There are several excellent books for a general audience about the emerging field of network science. Three of these are Six Degrees by Duncan Watts [57], Sync by Steven Strogatz [54], and Linked by Albert-László Barabási [3]. Think Complexity by Allen Downey [10] introduces slightly more advanced material on implementing algorithms on graphs, small-world networks, and scale-free networks in Python.

12.7 PROJECTS

Project 12.1 Diffusion of ideas and influence

In this project, you will investigate how memes, ideas, beliefs, and information propagate through social networks, and who in a network has the greatest influence. We will simulate diffusion through a network with the independent cascade model. In this simplified model, an idea originates at one node (called the seed) and each of the neighbors of this node adopts it with some fixed probability (called the propagation probability). This probability measures how influential each node is. In reality, of course, people have different degrees of influence, but we will assume here that everyone is equally influential. Once the idea has propagated to one or more new nodes, each of these nodes gets an opportunity to propagate it to each of their neighbors in the next round. This process continues through successive rounds until all of the nodes that have adopted the idea have had a chance to propagate it to their neighbors.

For example, suppose node 1 in the network below is the seed of an idea.

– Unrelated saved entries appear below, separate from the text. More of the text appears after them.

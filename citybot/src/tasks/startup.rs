//! One-time startup tasks run after the tutorial and before scheduled gameplay.
//!
//! Tasks run in configured order; each must report done before the next one
//! is attempted. Progress lives in [`InstanceState`] so a restart resumes
//! where the previous process stopped.

use std::time::Duration;

use chrono::TimeDelta;
use tracing::{debug, info, warn};

use crate::core::classes;
use crate::core::detection::{Detection, Detections, Point, View, classify_view};
use crate::core::state::InstanceState;
use crate::io::config::StartupTask;
use crate::session::Session;
use crate::tasks::navigation::{reset_view, tap_home_twice};

/// Tree positions in the starting city, in clearing order.
pub const TREES: [Point; 19] = [
    Point::new(134, 137),
    Point::new(195, 169),
    Point::new(261, 217),
    Point::new(243, 173),
    Point::new(292, 216),
    Point::new(325, 235),
    Point::new(333, 204),
    Point::new(371, 225),
    Point::new(378, 196),
    Point::new(415, 215),
    Point::new(479, 278),
    Point::new(590, 363),
    Point::new(521, 388),
    Point::new(574, 261),
    Point::new(352, 417),
    Point::new(368, 391),
    Point::new(299, 411),
    Point::new(203, 382),
    Point::new(176, 354),
];

/// Harvest button shown after tapping the tree with the same index.
pub const HARVEST_BUTTONS: [Point; 19] = [
    Point::new(158, 256),
    Point::new(218, 256),
    Point::new(286, 256),
    Point::new(268, 257),
    Point::new(319, 269),
    Point::new(356, 292),
    Point::new(364, 249),
    Point::new(399, 275),
    Point::new(406, 244),
    Point::new(441, 269),
    Point::new(504, 324),
    Point::new(582, 415),
    Point::new(548, 429),
    Point::new(600, 314),
    Point::new(375, 467),
    Point::new(393, 439),
    Point::new(327, 462),
    Point::new(228, 426),
    Point::new(203, 406),
];

/// Trees from this index on are only reachable after re-centring the view.
pub const SECOND_AREA_START: usize = 13;

const HOME_PAUSE: Duration = Duration::from_millis(500);
const HOME_SETTLE: Duration = Duration::from_secs(1);
const HARVEST_PAUSE: Duration = Duration::from_millis(500);
const SCREEN_CENTRE: Point = Point::new(320, 240);
/// Fallback buttons are only trusted in the lower part of the screen.
const FALLBACK_MIN_Y: f64 = 350.0;

/// Run the configured startup tasks. Returns `true` once every task is done.
pub fn run_startup_tasks(
    tasks: &[StartupTask],
    session: &Session<'_>,
    state: &mut InstanceState,
) -> bool {
    for task in tasks {
        match task {
            StartupTask::ClearTrees => {
                if state.tree_clearing.completed {
                    continue;
                }
                if clear_trees_step(session, state) {
                    return false;
                }
                if !state.tree_clearing.completed {
                    return false;
                }
            }
            StartupTask::RecruitSecondBuilder => {
                if state.second_builder_added {
                    continue;
                }
                let detections = match session.observe() {
                    Ok(d) => d,
                    Err(err) => {
                        warn!(err = %format!("{err:#}"), "startup detection pass failed");
                        return false;
                    }
                };
                if detections.is_empty() {
                    debug!("no detections for second builder recruitment");
                    return false;
                }
                recruit_second_builder(session, &detections, state);
                return false;
            }
        }
    }
    true
}

/// Advance tree clearing by one step. Returns `true` when a tree was harvested.
///
/// A failed tap still advances the cursor so one unreachable tree cannot
/// stall the sequence.
pub fn clear_trees_step(session: &Session<'_>, state: &mut InstanceState) -> bool {
    let progress = &mut state.tree_clearing;
    if progress.completed {
        return false;
    }

    if progress.next_index == SECOND_AREA_START && !progress.view_reset_done {
        info!("re-centring view for the second group of trees");
        if !tap_home_twice(session, HOME_PAUSE) {
            warn!("view reset before the second group failed, continuing");
        }
        session.sleep(HOME_SETTLE);
        progress.view_reset_done = true;
        return false;
    }

    let Some((&tree, &harvest)) = TREES
        .get(progress.next_index)
        .zip(HARVEST_BUTTONS.get(progress.next_index))
    else {
        info!("all trees processed");
        tap_home_twice(session, HOME_PAUSE);
        session.sleep(HOME_SETTLE);
        progress.completed = true;
        return false;
    };

    let index = progress.next_index;
    progress.next_index += 1;
    if !session.tap(tree, "tree") {
        return false;
    }
    session.sleep(HARVEST_PAUSE);
    if !session.tap(harvest, "harvest_button") {
        return false;
    }
    debug!(tree = index + 1, total = TREES.len(), "tree harvested");
    true
}

/// Hire the second builder from the builder's hut.
///
/// Returns `true` when the hire sequence ran to the end.
pub fn recruit_second_builder(
    session: &Session<'_>,
    detections: &Detections,
    state: &mut InstanceState,
) -> bool {
    if state.second_builder_added {
        return false;
    }
    if classify_view(detections) != View::City {
        debug!("not in city view, cannot recruit second builder");
        return false;
    }
    let Some(hut) = detections.find_any(&[classes::BUILDER_IDLE, classes::BUILDER_HUT]) else {
        debug!("builder's hut not visible");
        return false;
    };
    if !session.tap_detection(hut) {
        return false;
    }
    session.sleep(Duration::from_secs(5));

    if !tap_hire_step(session, classes::BUILDER_HUT_BUTTON) {
        reset_view(session);
        return false;
    }
    session.sleep(Duration::from_secs(3));

    if !tap_hire_step(session, classes::BUILDER_HIRE_BUTTON) {
        reset_view(session);
        return false;
    }
    session.sleep(Duration::from_secs(3));

    let result = match session.observe() {
        Ok(d) => d,
        Err(err) => {
            warn!(err = %format!("{err:#}"), "hire result detection pass failed");
            reset_view(session);
            return false;
        }
    };
    match result.find(classes::EXIT_DIALOG_BUTTON) {
        Some(exit) => session.tap_detection(exit),
        None => session.tap(SCREEN_CENTRE, "screen_centre"),
    };
    session.sleep(Duration::from_secs(1));

    let now = session.now();
    state.second_builder_added = true;
    state.builder.second_builder_expires_at = Some(now + TimeDelta::days(3));
    info!("second builder recruited");
    reset_view(session);
    true
}

/// Tap `class` on a fresh pass, falling back to a generic button low on screen.
fn tap_hire_step(session: &Session<'_>, class: &str) -> bool {
    let detections = match session.observe() {
        Ok(d) => d,
        Err(err) => {
            warn!(class, err = %format!("{err:#}"), "hire detection pass failed");
            return false;
        }
    };
    let button = detections.find(class).or_else(|| fallback_button(&detections));
    match button {
        Some(button) => session.tap_detection(button),
        None => {
            debug!(class, "no hire button found");
            false
        }
    }
}

fn fallback_button(detections: &Detections) -> Option<&Detection> {
    detections.confident().find(|d| {
        (d.class == classes::CONFIRM_BUTTON || d.class == classes::GENERIC_BUTTON)
            && d.y > FALLBACK_MIN_Y
    })
}
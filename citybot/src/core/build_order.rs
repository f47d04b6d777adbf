//! Static default build order.
//!
//! The list is generated once per instance, the first time the pipeline runs,
//! and the persisted copy is authoritative afterwards.

use crate::core::state::BuildCategory::{Economic, Military};
use crate::core::state::{BuildCategory, BuildTask};

enum Entry {
    /// Upgrade the building whose detection class equals its name.
    Up(&'static str),
    /// Place a new building found under `build_<name>` in the given tab.
    New(BuildCategory, &'static str),
}

use Entry::{New, Up};

const DEFAULT_ORDER: &[Entry] = &[
    Up("cityhall"),
    New(Military, "archery_range"),
    Up("barracks"),
    Up("scout_camp"),
    Up("farm"),
    Up("farm"),
    Up("tavern"),
    Up("hospital"),
    New(Economic, "lumber_mill"),
    Up("lumber_mill"),
    Up("lumber_mill"),
    Up("wall"),
    Up("archery_range"),
    Up("cityhall"),
    Up("barracks"),
    New(Military, "stable"),
    Up("scout_camp"),
    Up("hospital"),
    Up("lumber_mill"),
    Up("tavern"),
    Up("storehouse"),
    Up("storehouse"),
    New(Military, "siege_workshop"),
    Up("stable"),
    Up("stable"),
    Up("siege_workshop"),
    Up("hospital"),
    Up("wall"),
    Up("cityhall"),
    Up("archery_range"),
    Up("archery_range"),
    Up("barracks"),
    Up("farm"),
    New(Economic, "alliance_center"),
    Up("barracks"),
    Up("scout_camp"),
    Up("farm"),
    Up("tavern"),
    Up("hospital"),
    Up("alliance_center"),
    Up("cityhall"),
    Up("scout_camp"),
    New(Economic, "academy"),
    Up("academy"),
    Up("academy"),
    New(Military, "stable"),
    Up("stable"),
    Up("stable"),
    Up("stable"),
    New(Military, "siege_workshop"),
    Up("siege_workshop"),
    Up("siege_workshop"),
    Up("siege_workshop"),
];

/// Fresh copy of the default build order, every task incomplete.
pub fn default_build_order() -> Vec<BuildTask> {
    DEFAULT_ORDER
        .iter()
        .map(|entry| match entry {
            Up(building) => BuildTask::upgrade(building, &[*building]),
            New(category, building) => {
                BuildTask::build_new(building, *category, &format!("build_{building}"))
            }
        })
        .collect()
}
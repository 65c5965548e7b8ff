//! Core types, configuration, and capabilities for Envelope.
//!
//! This crate provides the building blocks shared by the HTTP envelope layer
//! and the bootstrap binary: environment-driven configuration, the core error
//! type, the [`ContentEncoder`] capability used to encode response bodies, and
//! the [`Library`] registry that hands out named capabilities.

mod config;
mod encoder;
mod error;
mod library;

pub use config::{EnvelopeConfig, Environment};
pub use encoder::{Base64Encoder, ContentEncoder};
pub use error::{CoreError, CoreResult};
pub use library::{Capability, IdGenerator, Library, UuidGenerator};
//! Upstream 401 interception.
//!
//! Handlers that call other services can run each upstream response through
//! [`process_unauthorized_response`]. A 401 is turned into a failure carrying
//! an `unauthorized` envelope, so `?` short-circuits the handler and the
//! wrapper passes that envelope to the caller unchanged.

use async_trait::async_trait;
use bytes::Bytes;

use crate::classify::CaughtError;
use crate::factory::ResponseFactory;
use crate::response::HttpResponse;

/// An upstream response with a status and a text body.
#[async_trait]
pub trait UpstreamResponse: Send {
    /// Numeric HTTP status.
    fn status(&self) -> u16;

    /// Read the whole body as text.
    async fn text(self) -> anyhow::Result<String>
    where
        Self: Sized;
}

#[async_trait]
impl<T> UpstreamResponse for http::Response<T>
where
    T: Into<Bytes> + Send,
{
    fn status(&self) -> u16 {
        http::Response::status(self).as_u16()
    }

    async fn text(self) -> anyhow::Result<String> {
        let body: Bytes = self.into_body().into();
        Ok(String::from_utf8_lossy(&body).into_owned())
    }
}

#[cfg(feature = "reqwest")]
#[async_trait]
impl UpstreamResponse for reqwest::Response {
    fn status(&self) -> u16 {
        reqwest::Response::status(self).as_u16()
    }

    async fn text(self) -> anyhow::Result<String> {
        Ok(reqwest::Response::text(self).await?)
    }
}

/// Failure signalled by the interceptor.
#[derive(Debug, thiserror::Error)]
pub enum InterceptError {
    /// The upstream answered 401; carries the envelope to return.
    #[error("upstream responded with 401 Unauthorized")]
    Unauthorized(HttpResponse),

    /// The body of a 401 response could not be read.
    #[error("failed to read upstream response body: {0}")]
    Body(anyhow::Error),
}

impl From<InterceptError> for CaughtError {
    fn from(err: InterceptError) -> Self {
        match err {
            InterceptError::Unauthorized(response) => Self::Response(response),
            InterceptError::Body(source) => Self::from(source),
        }
    }
}

/// Fail with an `unauthorized` envelope on 401, pass anything else through.
pub async fn process_unauthorized_response<R: UpstreamResponse>(
    response: R,
) -> Result<R, InterceptError> {
    process_unauthorized_response_with(ResponseFactory::standard(), response).await
}

/// [`process_unauthorized_response`] with an explicit factory.
pub async fn process_unauthorized_response_with<R: UpstreamResponse>(
    factory: &ResponseFactory,
    response: R,
) -> Result<R, InterceptError> {
    if response.status() != http::StatusCode::UNAUTHORIZED.as_u16() {
        return Ok(response);
    }

    let body = response.text().await.map_err(InterceptError::Body)?;
    tracing::debug!(body_len = body.len(), "upstream responded 401, short-circuiting");
    Err(InterceptError::Unauthorized(factory.unauthorized(body)))
}
//! Content encoding capability.
//!
//! Response bodies travel as base64 text. The encoding is a capability rather
//! than a hard-wired call so that hosts can substitute their own
//! implementation (for instance one that counts or traces invocations).

use base64::Engine;
use base64::engine::general_purpose::STANDARD as BASE64;

use crate::error::CoreResult;

/// Converts raw content into its transport text representation.
///
/// Implementations must map empty content to the empty string.
pub trait ContentEncoder: Send + Sync {
    /// Encode raw content.
    fn encode(&self, content: &[u8]) -> String;
}

/// Standard (padded) base64 encoder.
#[derive(Debug, Clone, Copy, Default)]
pub struct Base64Encoder;

impl Base64Encoder {
    /// Decode base64 text back into raw bytes.
    pub fn decode(&self, encoded: &str) -> CoreResult<Vec<u8>> {
        Ok(BASE64.decode(encoded)?)
    }
}

impl ContentEncoder for Base64Encoder {
    fn encode(&self, content: &[u8]) -> String {
        BASE64.encode(content)
    }
}
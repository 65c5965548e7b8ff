//! Header normalization.
//!
//! Headers arrive either as an ordered list of name/value pairs or as a
//! mapping of name to value. Both are materialized into a `Vec<HeaderPair>`
//! exactly once, when a response is constructed.

use std::collections::{BTreeMap, HashMap};
use std::fmt;

use serde::de::{self, MapAccess, SeqAccess, Visitor};
use serde::{Deserialize, Deserializer, Serialize};

/// A single response header.
///
/// Names are not validated and duplicates are allowed.
#[derive(Debug, Clone, PartialEq, Eq, Hash, Serialize, Deserialize)]
pub struct HeaderPair {
    /// Header name, as given.
    pub name: String,
    /// Header value, as given.
    pub value: String,
}

impl HeaderPair {
    /// Create a header pair.
    #[must_use]
    pub fn new(name: impl Into<String>, value: impl Into<String>) -> Self {
        Self {
            name: name.into(),
            value: value.into(),
        }
    }
}

/// Header input accepted by response constructors.
#[derive(Debug, Clone, PartialEq, Eq, Default)]
pub enum HeaderInput {
    /// No headers given.
    #[default]
    Absent,
    /// An already-normalized sequence of pairs, passed through unchanged.
    Pairs(Vec<HeaderPair>),
    /// A name to value mapping, in its iteration order.
    Map(Vec<(String, String)>),
}

impl HeaderInput {
    /// Convert the input into an ordered sequence of pairs.
    #[must_use]
    pub fn normalize(self) -> Vec<HeaderPair> {
        match self {
            Self::Absent => Vec::new(),
            Self::Pairs(pairs) => pairs,
            Self::Map(entries) => entries
                .into_iter()
                .map(|(name, value)| HeaderPair { name, value })
                .collect(),
        }
    }
}

impl From<()> for HeaderInput {
    fn from((): ()) -> Self {
        Self::Absent
    }
}

impl<T: Into<HeaderInput>> From<Option<T>> for HeaderInput {
    fn from(value: Option<T>) -> Self {
        value.map_or(Self::Absent, Into::into)
    }
}

impl From<Vec<HeaderPair>> for HeaderInput {
    fn from(pairs: Vec<HeaderPair>) -> Self {
        Self::Pairs(pairs)
    }
}

impl<K: Into<String>, V: Into<String>> From<Vec<(K, V)>> for HeaderInput {
    fn from(entries: Vec<(K, V)>) -> Self {
        Self::Map(
            entries
                .into_iter()
                .map(|(k, v)| (k.into(), v.into()))
                .collect(),
        )
    }
}

impl<K: Into<String>, V: Into<String>, const N: usize> From<[(K, V); N]> for HeaderInput {
    fn from(entries: [(K, V); N]) -> Self {
        Self::Map(
            entries
                .into_iter()
                .map(|(k, v)| (k.into(), v.into()))
                .collect(),
        )
    }
}

impl From<BTreeMap<String, String>> for HeaderInput {
    fn from(map: BTreeMap<String, String>) -> Self {
        Self::Map(map.into_iter().collect())
    }
}

impl<S: std::hash::BuildHasher> From<HashMap<String, String, S>> for HeaderInput {
    fn from(map: HashMap<String, String, S>) -> Self {
        Self::Map(map.into_iter().collect())
    }
}

impl From<&http::HeaderMap> for HeaderInput {
    /// Values that are not visible ASCII are converted lossily.
    fn from(map: &http::HeaderMap) -> Self {
        Self::Map(
            map.iter()
                .map(|(name, value)| {
                    (
                        name.as_str().to_owned(),
                        String::from_utf8_lossy(value.as_bytes()).into_owned(),
                    )
                })
                .collect(),
        )
    }
}

impl<'de> Deserialize<'de> for HeaderInput {
    fn deserialize<D: Deserializer<'de>>(deserializer: D) -> Result<Self, D::Error> {
        deserializer.deserialize_any(HeaderInputVisitor)
    }
}

struct HeaderInputVisitor;

impl<'de> Visitor<'de> for HeaderInputVisitor {
    type Value = HeaderInput;

    fn expecting(&self, formatter: &mut fmt::Formatter<'_>) -> fmt::Result {
        formatter.write_str("an array of {name, value} pairs, an object of header values, or null")
    }

    fn visit_unit<E: de::Error>(self) -> Result<Self::Value, E> {
        Ok(HeaderInput::Absent)
    }

    fn visit_none<E: de::Error>(self) -> Result<Self::Value, E> {
        Ok(HeaderInput::Absent)
    }

    fn visit_seq<A: SeqAccess<'de>>(self, mut seq: A) -> Result<Self::Value, A::Error> {
        let mut pairs = Vec::with_capacity(seq.size_hint().unwrap_or(0));
        while let Some(pair) = seq.next_element::<HeaderPair>()? {
            pairs.push(pair);
        }
        Ok(HeaderInput::Pairs(pairs))
    }

    fn visit_map<M: MapAccess<'de>>(self, mut map: M) -> Result<Self::Value, M::Error> {
        let mut entries = Vec::with_capacity(map.size_hint().unwrap_or(0));
        while let Some((name, value)) = map.next_entry::<String, String>()? {
            entries.push((name, value));
        }
        Ok(HeaderInput::Map(entries))
    }
}
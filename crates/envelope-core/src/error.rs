//! Error types for the Envelope core.

/// Core error type for Envelope infrastructure.
#[derive(Debug, thiserror::Error)]
pub enum CoreError {
    /// A capability was requested from the library registry under an unknown name.
    #[error("Unsupported library to load: '{0}'")]
    UnsupportedLibrary(String),

    /// Configuration error.
    #[error("configuration error: {0}")]
    Config(String),

    /// Encoded content could not be decoded.
    #[error("invalid encoded content: {0}")]
    Decode(#[from] base64::DecodeError),

    /// Internal error with context.
    #[error(transparent)]
    Internal(#[from] anyhow::Error),
}

/// Convenience result type for Envelope core operations.
pub type CoreResult<T> = Result<T, CoreError>;
//! HTTP response envelope layer for Envelope.
//!
//! This crate turns whatever a serverless handler produces into a uniform,
//! serializable response envelope:
//!
//! - **Headers**: normalizes mapping or list header input into ordered pairs
//! - **Response**: the immutable `{statusCode, headers, body}` envelope
//! - **Factories**: `ok`, `created`, `bad_request`, ... with fixed status codes
//! - **Classifier**: maps caught failures to a stable API error payload
//! - **Wrapper**: guarantees every handler invocation resolves to a response
//! - **Interceptor**: converts upstream 401 responses into failures

pub mod classify;
pub mod factory;
pub mod headers;
pub mod intercept;
pub mod response;
pub mod wrapper;

pub use classify::{
    ApiErrorPayload, CaughtError, ClassifiedError, ErrorClassifier, UNEXPECTED_ERROR_TYPE,
};
pub use factory::{
    ResponseFactory, accepted, api_error, bad_request, created, internal_error, no_content, ok,
    ok_json, unauthorized,
};
pub use headers::{HeaderInput, HeaderPair};
pub use intercept::{
    InterceptError, UpstreamResponse, process_unauthorized_response,
    process_unauthorized_response_with,
};
pub use response::{Content, HttpResponse, ResponseParts};
pub use wrapper::{Outcome, ResponseNormalizer, with_http_response, with_http_response_async};
#[cfg(test)]
mod tests {
    use std::sync::Arc;
    use std::sync::atomic::{AtomicUsize, Ordering};

    use serde_json::json;

    use super::*;
    use crate::classify::UNEXPECTED_ERROR_TYPE;
    use crate::factory::{bad_request, created, no_content, ok, ok_json};
    use crate::headers::HeaderPair;

    fn payload_of(response: &HttpResponse) -> serde_json::Value {
        serde_json::from_slice(&response.decoded_body().unwrap()).unwrap()
    }

    fn assert_unexpected_error(response: &HttpResponse, detail: &str) {
        assert_eq!(response.status_code(), 500);
        assert_eq!(
            response.headers(),
            [HeaderPair::new("content-type", APPLICATION_JSON)]
        );
        let payload = payload_of(response);
        assert_eq!(payload["type"], UNEXPECTED_ERROR_TYPE);
        assert_eq!(payload["detail"], detail);
    }

    #[tokio::test]
    async fn test_should_pass_response_through_unchanged() {
        let expected = created("made", [("Location", "/items/1")]);
        let returned = expected.clone();
        let wrapped = with_http_response(move |(): ()| returned.clone());
        assert_eq!(wrapped(()).await, expected);
    }

    #[tokio::test]
    async fn test_should_wrap_factories_as_handlers() {
        let wrapped = with_http_response(|body: String| ok(body, ()));
        let response = wrapped("body".to_owned()).await;
        assert_eq!(
            serde_json::to_string(&response).unwrap(),
            r#"{"statusCode":200,"headers":[],"body":"Ym9keQ=="}"#
        );

        let wrapped = with_http_response(|(): ()| no_content(()));
        assert_eq!(wrapped(()).await, HttpResponse::new(204, (), ()));

        let wrapped = with_http_response(|body: &'static str| bad_request(body));
        assert_eq!(wrapped("body").await.status_code(), 400);

        let wrapped = with_http_response(|value: serde_json::Value| ok_json(value));
        assert_eq!(wrapped(json!({"a": true})).await.body(), "eyJhIjp0cnVlfQ==");
    }

    #[tokio::test]
    async fn test_should_wrap_plain_value_as_ok() {
        let wrapped = with_http_response(|name: String| format!("hello {name}"));
        let response = wrapped("world".to_owned()).await;
        assert_eq!(response.status_code(), 200);
        assert!(response.headers().is_empty());
        assert_eq!(response.decoded_body().unwrap(), b"hello world");
    }

    #[tokio::test]
    async fn test_should_wrap_json_values() {
        let wrapped = with_http_response(|value: serde_json::Value| value);
        assert_eq!(wrapped(json!(null)).await.body(), "");
        assert_eq!(wrapped(json!("raw")).await.decoded_body().unwrap(), b"raw");
        assert_eq!(wrapped(json!([1, 2])).await.decoded_body().unwrap(), b"[1,2]");
    }

    #[tokio::test]
    async fn test_should_send_falsy_json_values_as_empty_body() {
        let wrapped = with_http_response(|value: serde_json::Value| value);
        for value in [json!(0), json!(0.0), json!(false), json!("")] {
            let response = wrapped(value.clone()).await;
            assert_eq!(response.status_code(), 200, "value: {value}");
            assert_eq!(response.body(), "", "value: {value}");
        }
        assert_eq!(wrapped(json!(true)).await.decoded_body().unwrap(), b"true");
        assert_eq!(wrapped(json!(7)).await.decoded_body().unwrap(), b"7");
    }

    #[tokio::test]
    async fn test_should_resolve_sync_failure_to_error_response() {
        let wrapped = with_http_response(|(): ()| Err::<String, _>("boom"));
        assert_unexpected_error(&wrapped(()).await, "boom");
    }

    #[tokio::test]
    async fn test_should_resolve_panic_to_error_response() {
        let wrapped = with_http_response(|(): ()| -> String { panic!("handler exploded") });
        assert_unexpected_error(&wrapped(()).await, "handler exploded");
    }

    #[tokio::test]
    async fn test_should_pass_response_failure_through() {
        let denied = bad_request("nope");
        let thrown = denied.clone();
        let wrapped = with_http_response(move |(): ()| Err::<String, _>(thrown.clone()));
        assert_eq!(wrapped(()).await, denied);

        let thrown = denied.clone();
        let wrapped =
            with_http_response(move |(): ()| -> String { panic::panic_any(thrown.clone()) });
        assert_eq!(wrapped(()).await, denied);
    }

    #[tokio::test]
    async fn test_should_classify_absent_failure() {
        let wrapped = with_http_response(|(): ()| Outcome::Failed(CaughtError::Absent));
        assert_unexpected_error(&wrapped(()).await, crate::classify::NO_CONTEXT_MESSAGE);
    }

    #[tokio::test]
    async fn test_should_wrap_async_value() {
        let wrapped = with_http_response_async(|n: u32| async move { n.to_string() });
        let response = wrapped(42).await;
        assert_eq!(response.status_code(), 200);
        assert_eq!(response.decoded_body().unwrap(), b"42");
    }

    #[tokio::test]
    async fn test_should_pass_async_response_through() {
        let wrapped = with_http_response_async(|(): ()| async { created("x", ()) });
        assert_eq!(wrapped(()).await, created("x", ()));
    }

    #[tokio::test]
    async fn test_should_resolve_async_failure_to_error_response() {
        let wrapped = with_http_response_async(|(): ()| async {
            Err::<String, _>(anyhow::anyhow!("upstream timed out"))
        });
        assert_unexpected_error(&wrapped(()).await, "upstream timed out");
    }

    #[tokio::test]
    async fn test_should_resolve_async_panic_to_error_response() {
        let wrapped = with_http_response_async(|(): ()| async {
            if true {
                panic!("poll exploded");
            }
            String::new()
        });
        assert_unexpected_error(&wrapped(()).await, "poll exploded");
    }

    #[tokio::test]
    async fn test_should_flatten_nested_pending_outcomes() {
        let wrapped = with_http_response(|(): ()| {
            Outcome::pending(async { Outcome::pending(async { "inner" }) })
        });
        assert_eq!(wrapped(()).await.decoded_body().unwrap(), b"inner");
    }

    #[tokio::test]
    async fn test_should_invoke_handler_before_polling() {
        let calls = Arc::new(AtomicUsize::new(0));
        let counter = Arc::clone(&calls);
        let wrapped = with_http_response(move |(): ()| {
            counter.fetch_add(1, Ordering::SeqCst);
            "done"
        });

        let pending = wrapped(());
        assert_eq!(calls.load(Ordering::SeqCst), 1);
        assert_eq!(pending.await.decoded_body().unwrap(), b"done");
    }

    #[tokio::test]
    async fn test_should_include_exception_in_development() {
        let config = EnvelopeConfig {
            environment: envelope_core::Environment::Development,
            ..EnvelopeConfig::default()
        };
        let wrapped = ResponseNormalizer::from_config(&config).wrap(|(): ()| {
            Outcome::Failed(CaughtError::error("boom", Some("at handler".to_owned())))
        });
        let payload = payload_of(&wrapped(()).await);
        assert_eq!(payload["exception"], "boom\nat handler");
    }

    #[tokio::test]
    async fn test_should_omit_exception_in_production() {
        let wrapped = ResponseNormalizer::default().wrap(|(): ()| {
            Outcome::Failed(CaughtError::error("boom", Some("at handler".to_owned())))
        });
        let payload = payload_of(&wrapped(()).await);
        assert!(payload.get("exception").is_none());
    }

    #[test]
    fn test_should_use_custom_status_for_unexpected_error() {
        let normalizer = ResponseNormalizer::default();
        let response = normalizer.handle_unexpected_error("gateway down".into(), 502);
        assert_eq!(response.status_code(), 502);
        assert_eq!(payload_of(&response)["detail"], "gateway down");
    }
}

In round 1, node 1 is successful in spreading the idea to node 2, but not to node 4. In round 2, the idea spreads from node 2 to both node 3 and node 5. In round 3, the idea spreads from node 3 to node 7, but node 3 does not successfully influence node 8. Node 5 also attempts to influence node 4, but is unsuccessful. In round 4 (not shown), node 7 attempts to spread the idea to nodes 6 and 8, but is unsuccessful, and the process completes.

Part 1: Create the network

For this project, you will use a network that is an anonymized version of a very small section of the Facebook network with 333 nodes and 2,519 links. The file containing this network is available on the book web site. The format of the file is the same as the format described in Exercise 12.1.8: each node is represented by a number, and each line represents one link. If you have not already done so in Exercise 12.1.8, write a function

readNetwork(fileName)

that reads in a network file with this format, and returns an adjacency list representation of the network.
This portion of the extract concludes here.